DOI: 10.12688/f1000research.184750.1 ISSN: 2046-1402

Governing in the Shadow of Violence: School Governing Bodies and the Safety Governance Gap in High-Violence Secondary Schools in Gauteng

Kemoneilwe Noreen Metsing
Background School Governing Bodies (SGBs) in South Africa hold a statutory duty under the South African Schools Act 84 of 1996 to create a safe, orderly environment. In high-violence secondary schools serving disadvantaged communities, this duty is not discretionary but constitutionally grounded and legally enforceable. Yet the empirical reality of SGB functioning under severe, chronic violence remains poorly documented. This article examines how the SGB’s safety governance mandate is experienced and enacted, or not, in five such schools in Gauteng. Methods A qualitative multiple case study design was used. Data were generated through focus group interviews with 30 teachers serving on School-Based Support Teams (SBSTs), semi-structured interviews with five principals, documentary review of Codes of Conduct, incident books, logbooks and safety committee records, and non-participant observation. Inductive thematic analysis was applied. Trustworthiness was established through triangulation, member checking and an audit trail. Results Three interrelated themes emerged. First, teachers and principals perceived the SGB as disengaged from its safety governance mandate, with serious incidents, weapon carrying, drug-related assaults, substance-linked fighting, and redirected to the SBST rather than addressed by the SGB or school management.
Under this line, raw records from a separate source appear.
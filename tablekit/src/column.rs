//! Column descriptors and per-column accessors.

use std::sync::Arc;

use serde::{Deserialize, Serialize};

use crate::value::CellValue;

/// Default width applied when a persisted sort entry references a column
/// with no surviving layout information.
pub(crate) const DEFAULT_COLUMN_WIDTH: u16 = 100;

/// Sort direction for a column.
#[derive(Debug, Clone, Copy, PartialEq, Eq, Default, Serialize, Deserialize)]
pub enum SortDirection {
    #[default]
    None,
    Asc,
    Desc,
}

/// Column configuration as the engine and the persistence layer see it.
///
/// `id` must be unique within a table. Among columns with a sort
/// direction other than `None`, `sort_priority` must be strictly
/// increasing in column order.
#[derive(Debug, Clone, PartialEq, Serialize, Deserialize)]
pub struct ColumnDescriptor {
    pub id: String,
    pub visible: bool,
    pub order: usize,
    pub width: u16,
    #[serde(default)]
    pub sort_direction: SortDirection,
    #[serde(default)]
    pub sort_priority: Option<u32>,
}

impl ColumnDescriptor {
    /// Create a visible, unsorted column with explicit width.
    pub fn new(id: impl Into<String>, order: usize, width: u16) -> Self {
        Self {
            id: id.into(),
            visible: true,
            order,
            width,
            sort_direction: SortDirection::None,
            sort_priority: None,
        }
    }

    /// Hide the column. Hidden columns are never searched.
    pub fn hidden(mut self) -> Self {
        self.visible = false;
        self
    }

    /// Sort by this column.
    pub fn sorted(mut self, direction: SortDirection, priority: u32) -> Self {
        self.sort_direction = direction;
        self.sort_priority = Some(priority);
        self
    }
}

/// Accessor extracting the searchable value of one column from a row.
pub type CellAccessor<T> = Arc<dyn Fn(&T) -> CellValue + Send + Sync>;

/// A column descriptor paired with its value accessor.
///
/// The accessor is the bounded capability that replaces reflective
/// property iteration: the host decides, per column, how a row turns
/// into a stringifiable value.
#[derive(Clone)]
pub struct ColumnSpec<T> {
    pub descriptor: ColumnDescriptor,
    pub accessor: CellAccessor<T>,
}

impl<T> ColumnSpec<T> {
    pub fn new(
        descriptor: ColumnDescriptor,
        accessor: impl Fn(&T) -> CellValue + Send + Sync + 'static,
    ) -> Self {
        Self {
            descriptor,
            accessor: Arc::new(accessor),
        }
    }

    pub fn id(&self) -> &str {
        &self.descriptor.id
    }
}

impl<T> std::fmt::Debug for ColumnSpec<T> {
    fn fmt(&self, f: &mut std::fmt::Formatter<'_>) -> std::fmt::Result {
        f.debug_struct("ColumnSpec")
            .field("descriptor", &self.descriptor)
            .finish_non_exhaustive()
    }
}

/// Check the descriptor invariants: unique ids, strictly increasing
/// sort priorities among sorted columns.
///
/// Violations are logged as warnings; the caller decides whether to
/// proceed (a violated layout still renders, it just sorts oddly).
pub fn validate_columns(columns: &[ColumnDescriptor]) -> bool {
    let mut ok = true;

    for (i, col) in columns.iter().enumerate() {
        if columns[..i].iter().any(|c| c.id == col.id) {
            log::warn!("duplicate column id '{}'", col.id);
            ok = false;
        }
    }

    let mut last_priority: Option<u32> = None;
    for col in columns {
        if col.sort_direction == SortDirection::None {
            continue;
        }
        match (last_priority, col.sort_priority) {
            (_, None) => {
                log::warn!("sorted column '{}' has no sort priority", col.id);
                ok = false;
            }
            (Some(prev), Some(p)) if p <= prev => {
                log::warn!(
                    "sort priority {} of column '{}' does not increase past {}",
                    p,
                    col.id,
                    prev
                );
                ok = false;
                last_priority = Some(p);
            }
            (_, Some(p)) => last_priority = Some(p),
        }
    }

    ok
}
Second, the legislative architecture governing school safety is extensive and robust, but its implementation in these schools is characterised by non-compliance, policy fragmentation and inadequate resourcing. Third, the whole-school approach envisaged in policy, is not operationalised in practice: safety management is reactive, under-resourced, and siloed within individual teachers rather than embedded in governance structures. Conclusions The SGB’s safety governance function is a structurally underdeveloped resource in South African secondary schools serving disadvantaged communities. A governance-centred approach to school safety, in which the SGB, school management, SBST, and external agencies operate within a coherent, legislatively anchored architecture, is both feasible and necessary. Recommendations for the Department of Basic Education, district offices and principals are identified.